The Vatican

How is Pope Francis really doing?

The Pontiff's knee pains, which have prevented several meetings and celebrations, have sparked rumors about the health of the Pope who, after several days of rehabilitation, is making progress in his mobility and autonomy.

Giovanni Tridente-May 17, 2022-Reading time: 2 minutes
pope francisco health

Translation of the article into Italian

For days now, even in the international press, rumors have been circulating about possible complications for the Pontiff's health, to the point that rumors have also begun about the main candidates for a possible next Conclave as successors to Pope Francis.

Certainly, it is not pleasant to see how the whirlwind of the called toto-nomi, in which hypotheses are put forward, strategies are "studied", "moves" are observed and every statement inside and outside the Vatican walls is analyzed with a certain exegetical vein.

It is true that, since the end of last month, the Pope has had to reduce the pace of his work due to worsening pain in his right knee, in which he suffers from osteoarthritis (gonarthrosis). We have begun to see him in a wheelchair and limping noticeably even in small movements. He has not presided at some celebrations and has postponed some appointments.

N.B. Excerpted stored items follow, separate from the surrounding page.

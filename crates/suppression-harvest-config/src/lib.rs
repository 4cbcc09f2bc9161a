use serde::Deserialize;
use std::path::{Path, PathBuf};
use thiserror::Error;

#[derive(Debug, Error)]
pub enum ConfigError {
    #[error("Failed to read config file at {config_path}: {source}")]
    ConfigReadError {
        config_path: PathBuf,
        source: std::io::Error,
    },

    #[error("Failed to parse config file at {config_path}: {source}")]
    ConfigParseError {
        config_path: PathBuf,
        source: toml::de::Error,
    },

    #[error("Invalid label_prefix {prefix:?} in {config_path}: must be non-empty without whitespace")]
    InvalidLabelPrefix { config_path: PathBuf, prefix: String },
}

/// Run settings read from `config.toml`.
///
/// ```toml
/// log_path = "~/build/valgrind.log"
/// output_path = "~/src/project/valgrind.supp"
/// existing_path = "~/src/project/valgrind.supp"
/// ```
#[derive(Debug, Clone, PartialEq, Deserialize)]
pub struct Config {
    /// Diagnostic log to scan.
    pub log_path: PathBuf,
    /// Suppression file to (re)create.
    pub output_path: PathBuf,
    /// Suppressions already committed in earlier runs.
    #[serde(default)]
    pub start_offset: Option<u64>,
    /// Earlier suppression file to continue from and deduplicate against.
    #[serde(default)]
    pub existing_path: Option<PathBuf>,
    #[serde(default = "default_label_prefix")]
    pub label_prefix: String,
}

pub fn default_label_prefix() -> String {
    "new".to_string()
}

impl Config {
    pub fn new(log_path: PathBuf, output_path: PathBuf) -> Self {
        Self {
            log_path,
            output_path,
            start_offset: None,
            existing_path: None,
            label_prefix: default_label_prefix(),
        }
    }

    pub fn load_from_path<P: AsRef<Path>>(config_path: P) -> Result<Option<Self>, ConfigError> {
        let config_path = config_path.as_ref();
        if !config_path.exists() {
            return Ok(None);
        }

        let content = std::fs::read_to_string(config_path).map_err(|source| {
            ConfigError::ConfigReadError {
                config_path: config_path.to_path_buf(),
                source,
            }
        })?;

        let mut config: Config =
            toml::from_str(&content).map_err(|source| ConfigError::ConfigParseError {
                config_path: config_path.to_path_buf(),
                source,
            })?;

        if config.label_prefix.is_empty() || config.label_prefix.contains(char::is_whitespace) {
            return Err(ConfigError::InvalidLabelPrefix {
                config_path: config_path.to_path_buf(),
                prefix: config.label_prefix,
            });
        }

        // Expand shell variables and tilde in every configured path
        config.log_path = Self::expand_path(&config.log_path).unwrap_or(config.log_path);
        config.output_path = Self::expand_path(&config.output_path).unwrap_or(config.output_path);
        config.existing_path = config
            .existing_path
            .map(|p| Self::expand_path(&p).unwrap_or(p));

        Ok(Some(config))
    }

    pub fn load() -> Result<Option<Self>, ConfigError> {
        let config_path = Self::config_path();
        Self::load_from_path(&config_path)
    }

    pub fn config_path() -> PathBuf {
        let config_dir = shellexpand::tilde("~/.config/suppression-harvest");
        PathBuf::from(config_dir.as_ref()).join("config.toml")
    }

    fn expand_path(path: &Path) -> Option<PathBuf> {
        let path_str = path.to_string_lossy();
        match shellexpand::full(&path_str) {
            Ok(expanded) => Some(PathBuf::from(expanded.as_ref())),
            Err(_) => None,
        }
    }
}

However, a few days ago he began his rehabilitation period, about two hours a day and, compared to the absolute rest prescribed by the doctors a few weeks ago, we see him somewhat more "autonomous". In private audiences at Casa Santa Marta he moves more easily with the help of a cane.

Pope Francis' health

Nothing to worry about, after all; it's simply the classic ailments of age. Francis is 85 years old and already suffered from sciatica before his election to the papacy, so he wears orthopedic shoes to help correct his hip posture.

A year ago he underwent a scheduled operation at Rome's Gemelli Hospital to resolve a "symptomatic diverticular stricture of the colon". The recovery went very well, and the Pope has never shied away from meeting with groups of the faithful, even on Saturday mornings in the Sala Clementina. Since then he has also made several trips abroad and more are planned for this summer, including Canada and South Sudan.

For the past couple of weeks he has been constantly receiving different groups of the faithful, even during the morning, as if he wanted to make up for some of the postponed meetings.

He remains seated in his wheelchair, from which he delivers his farewell speech, but does not shy away from kissing hands at the end of the hearings.

On Sunday he celebrated the Mass for the canonization of 10 new saints and, after the Regina Caeli, he himself went to greet the cardinals present in St. Peter's Basilica. He then took a tour of the Piazza and Via della Conciliazione seated in the Popemobile.

Although a little sore and limping from the knee, he is seen with his usual determination. He himself is convinced that it will pass, it will take some time, but it will pass.